» SOURCE DATA:
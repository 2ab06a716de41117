//! AWS provider error types

use thiserror::Error;

#[derive(Error, Debug)]
pub enum AwsError {
    #[error("aws CLI not found. Please install the AWS CLI and run 'aws configure'")]
    AwsCliNotFound,

    #[error("aws command failed: {0}")]
    CommandFailed(String),

    #[error("Cluster not found: {0}")]
    ClusterNotFound(String),

    #[error("Cluster has no endpoint: {0}")]
    EndpointMissing(String),

    #[error("Timed out waiting for {resource} to become {state}")]
    WaitTimeout { resource: String, state: String },

    #[error("JSON parse error: {0}")]
    JsonError(#[from] serde_json::Error),

    #[error("IO error: {0}")]
    IoError(#[from] std::io::Error),
}

pub type Result<T> = std::result::Result<T, AwsError>;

» PROBLEM DESCRIPTION:
The whole listing above is to be restated word for word.

» OUTPUT OF THE EXERCISE:
repository 2ab06a716de41117
//! AWS provider error types

use thiserror::Error;

#[derive(Error, Debug)]
pub enum AwsError {
    #[error("aws CLI not found. Please install the AWS CLI and run 'aws configure'")]
    AwsCliNotFound,

    #[error("aws command failed: {0}")]
    CommandFailed(String),

    #[error("Cluster not found: {0}")]
    ClusterNotFound(String),

    #[error("Cluster has no endpoint: {0}")]
    EndpointMissing(String),

    #[error("Timed out waiting for {resource} to become {state}")]
    WaitTimeout { resource: String, state: String },

    #[error("JSON parse error: {0}")]
    JsonError(#[from] serde_json::Error),

    #[error("IO error: {0}")]
    IoError(#[from] std::io::Error),
}

pub type Result<T> = std::result::Result<T, AwsError>;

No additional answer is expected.